Edgardo Giménez, la gran bestia pop
En Caballito, a comienzos de la década de 1950, las vecinas se detienen por primera vez a mirar la vidriera de la ferretería del barrio. Observan con curiosidad la hilera de hormigas que trepa a un rosal para llevarse los pétalos, de a pedacitos. Las flores son de papel crepé y las hormigas, de cartón con patas de alambre. Ubicada allí para promocionar una marca de insecticida, la instalación es la primera obra de un niño de nueve años que se convertirá, en la década siguiente, en uno de los grandes referentes del arte pop en la Argentina.
"¡Qué maravilla!", le dicen las mujeres al dueño de la ferretería, que les presenta al autor. "Esa aceptación, a una edad tan temprana, me sirvió muchísimo. Porque me di cuenta de que me gustaba gustar", confesó Giménez hace un par de años en una entrevista con LA NACION, antes de publicar su autobiografía Carne valiente.
"A brillar mi amor", se oía días más tarde en la presentación del libro de 400 páginas, que pesa tres kilos e incluye un CD con relatos y música. Pocos temas más apropiados que "La bestia pop", de Patricio Rey y sus Redonditos de Ricota, para aludir a la brillante carrera de este hombre de sonrisa tan perenne como su obra.
Mientras exhibe obras recientes en la galería María Calcaterra, a fin de mes inaugurará en el Museo de Arte Tigre "Donde los sueños se hacen realidad". El título de la exposición es un homenaje a Walt Disney, uno de los grandes inspiradores de la fantástica fauna que protagoniza sus pinturas, esculturas, escenografías, afiches, muebles y objetos de diseño.
Vestido apenas con un taparrabos animal print, cual Tarzán urbano, Giménez montaba una enorme pantera negra en la invitación de la muestra que presentó en 1966 en la galería El sol. Y se abrazaba a La Mamouchska operada, una simpática criatura con ojos desorbitados y cuernos, en el enorme cartel publicitario con el que había conquistado la ciudad un año antes, sobre Florida y Viamonte. Su retrato, junto con los de Dalila Puzzovio y Charlie Squirru, acompañaba una pregunta que dejó su huella en la historia del arte argentino: "¿Por qué son tan geniales?".
"Estos chicos son la muerte, lo rompen todo", había escrito en 1964 el crítico Hugo Parpagnoli, entonces director del Museo de Arte Moderno de Buenos Aires, en el catálogo de una muestra en la galería Lirolay donde los tres participaban con Delia Cancela, Antonio Berni y varios más. "Se ríen del duelo y del suicidio –agregó– y son un balde de agua fría para los corazones sentimentales".
El optimismo es religión para este santafesino autodidacta, creador de una estética que se anticipó al Submarino amarillo de Los Beatles.

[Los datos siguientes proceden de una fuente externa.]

//! Logger initialisation
//!
//! All executables log through the `log` facade, with `fern` dispatching
//! records to both the terminal and the session's log file.

// ---------------------------------------------------------------------------
// IMPORTS
// ---------------------------------------------------------------------------

// External imports
use log::{self, info};
use fern;
use colored::{ColoredString, Colorize};
use thiserror::Error;

// Internal imports
use crate::session;

// Re-exports
pub use log::LevelFilter;

// ---------------------------------------------------------------------------
// ENUMERATIONS
// ---------------------------------------------------------------------------

/// Errors associated with initialising the logger.
#[derive(Debug, Error)]
pub enum LoggerInitError {
    #[error("Expected a log level of at least `INFO`, found `{0}`")]
    InvalidMinLogLevel(log::LevelFilter),

    #[error("Error initialising the log file: {0}")]
    LogFileInitError(std::io::Error),

    #[error("An error occured while setting up the logger: {0}")]
    FernInitError(log::SetLoggerError)
}

// ---------------------------------------------------------------------------
// PUBLIC FUNCTIONS
// ---------------------------------------------------------------------------

/// Initialise the logger for this execution.
/// 
/// # Notes
/// 
/// - `min_level` must be at least `log::Level::Info`, warnings and errors
///   cannot be silenced.
/// 
/// # Safety
/// 
/// - This function must only be called once to prevent corrupting logs.
pub fn logger_init(
    min_level: self::LevelFilter, 
    session: &session::Session
) -> Result<(), LoggerInitError> {

    if min_level < log::Level::Info {
        return Err(LoggerInitError::InvalidMinLogLevel(min_level))
    }

    let log_file = fern::log_file(session.log_file_path.clone())
        .map_err(LoggerInitError::LogFileInitError)?;

    fern::Dispatch::new()
        .format(|out, message, record| {
            // Debug and trace records carry their target so the noisy per
            // cycle output can be traced back to a module.
            if record.level() > log::Level::Info {
                out.finish(format_args!(
                    "[{:10.6} {}] {}: {}",
                    session::get_elapsed_seconds(),
                    level_to_str(record.level()),
                    record.target(),
                    message
                ))
            }
            else {
                out.finish(format_args!(
                    "[{:10.6} {}] {}",
                    session::get_elapsed_seconds(),
                    level_to_str(record.level()),
                    message
                ))
            }
        })
        .level(min_level)
        .chain(std::io::stdout())
        .chain(log_file)
        .apply()
        .map_err(LoggerInitError::FernInitError)?;
    
    info!("Logging initialised");
    info!("    Session epoch: {}", session::get_epoch());
    info!("    Log level: {:?}", min_level);
    info!("    Log file path: {:?}", session.log_file_path);

    Ok(())
}

// ---------------------------------------------------------------------------
// PRIVATE FUNCTIONS
// ---------------------------------------------------------------------------

/// Get the coloured tag for a log level
fn level_to_str(level: log::Level) -> ColoredString {
    match level {
        log::Level::Trace => "TRC".dimmed().italic(),
        log::Level::Debug => "DBG".dimmed(),
        log::Level::Info  => "INF".normal(),
        log::Level::Warn  => "WRN".yellow(),
        log::Level::Error => "ERR".red().bold()
    }
}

A los 13 años comenzó a trabajar como cadete en una agencia de publicidad, donde pronto ingresó en la sala de arte. Y años más tarde caminaría por la alfombra roja de la era dorada del Instituto Di Tella, como discípulo dilecto de Jorge Romero Brest.
La casa azul con arco iris que diseñó en City Bell para el director del Centro de Artes Visuales del Di Tella fue quizá su proyecto más ambicioso. Realizada sobre la base de bocetos, con planos que fueron haciéndose sobre la marcha, fue incluida en una exposición de arquitectura moderna en el MoMA a fines de la década de 1970.

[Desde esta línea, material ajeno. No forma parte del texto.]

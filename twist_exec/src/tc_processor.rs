//! # Telecommand processor module
//!
//! The telecommand processor routes TCs from any source into the twist node.

// ---------------------------------------------------------------------------
// IMPORTS
// ---------------------------------------------------------------------------

// External
use log::{debug, info, warn};

// Internal
use comms_if::tc::Tc;
use crate::twist_ctrl::{TwistNode, VehicleConfig};

// ---------------------------------------------------------------------------
// PUBLIC FUNCTIONS
// ---------------------------------------------------------------------------

/// Execute a telecommand received at `now_s`.
pub fn exec(node: &mut TwistNode, tc: &Tc, now_s: f64) {

    match tc {
        Tc::Twist(t) => node.on_twist(*t, now_s),
        Tc::TwistStamped(t) => node.on_twist_stamped(*t, now_s),
        Tc::TwistLimits(c) => node.on_twist_with_limits(*c, now_s),
        Tc::SpeedReport(r) => node.on_speed_report(r.speed_ms),
        Tc::YawRate(r) => node.on_yaw_rate(r.yaw_rate_rads),
        Tc::FuelLevel(r) => node.on_fuel_level(r.fuel_level_pct),
        Tc::Enable => {
            debug!("Recieved Enable command");
            node.on_enable(true);
        },
        Tc::Disable => {
            debug!("Recieved Disable command");
            node.on_enable(false);
        },
        Tc::Reconfig(v) => {
            match serde_json::from_value::<VehicleConfig>(v.clone()) {
                Ok(c) => {
                    info!("Applying new vehicle configuration");
                    node.reconfigure(c);
                },
                Err(e) => warn!("Invalid vehicle configuration, ignored: {}", e)
            }
        }
    }
}

#[cfg(test)]
mod test {
    use super::*;
    use comms_if::dbw::Twist;
    use crate::twist_ctrl::{CtrlState, Params};

    fn node() -> TwistNode {
        TwistNode::new(Params::default()).unwrap()
    }

    #[test]
    fn test_enable_and_twist() {
        let mut node = node();

        exec(&mut node, &Tc::Twist(Twist { linear_ms: 3.0, angular_rads: 0.0 }), 0.0);
        exec(&mut node, &Tc::Enable, 0.0);
        assert!(node.tick(0.0).is_some());

        exec(&mut node, &Tc::Disable, 0.02);
        assert!(node.tick(0.02).is_none());
        assert_eq!(node.report().state, CtrlState::Disabled);
    }

    #[test]
    fn test_reconfig() {
        let mut node = node();

        let tc = Tc::from_json(
            r#"{"type": "RECONFIG", "payload": {"speed_kp": 1.25, "pub_steering": false}}"#
        ).unwrap();
        exec(&mut node, &tc, 0.0);

        assert_eq!(node.ctrl().config().speed_kp, 1.25);
        assert!(!node.ctrl().config().pub_steering);

        // Missing fields take the defaults
        assert_eq!(
            node.ctrl().config().accel_kp,
            VehicleConfig::default().accel_kp
        );
    }

    #[test]
    fn test_invalid_reconfig_ignored() {
        let mut node = node();

        let tc = Tc::from_json(
            r#"{"type": "RECONFIG", "payload": {"speed_kp": "fast"}}"#
        ).unwrap();
        exec(&mut node, &tc, 0.0);

        assert_eq!(node.ctrl().config(), &VehicleConfig::default());
    }
}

Sería el comienzo de su proyección internacional, confirmada cuando sus obras fueron incluidas en importantes muestras impulsadas en 2015 por el Walker Art Center y la Tate Gallery de Londres. Un año antes, la Ola Pop había arrasado con un tsunami de público el museo MAR de Mar del Plata; Giménez recreó allí la instalación marina que había servido como sala de espera del psicoanalista en la película Los neuróticos (1968), por la cual recibió un premio a la mejor escenografía.
¿A qué debe su vigencia? "El pop es amable, invita a disfrutar –dice Giménez–. No ha aparecido nada que reemplace esta manera de ver la vida."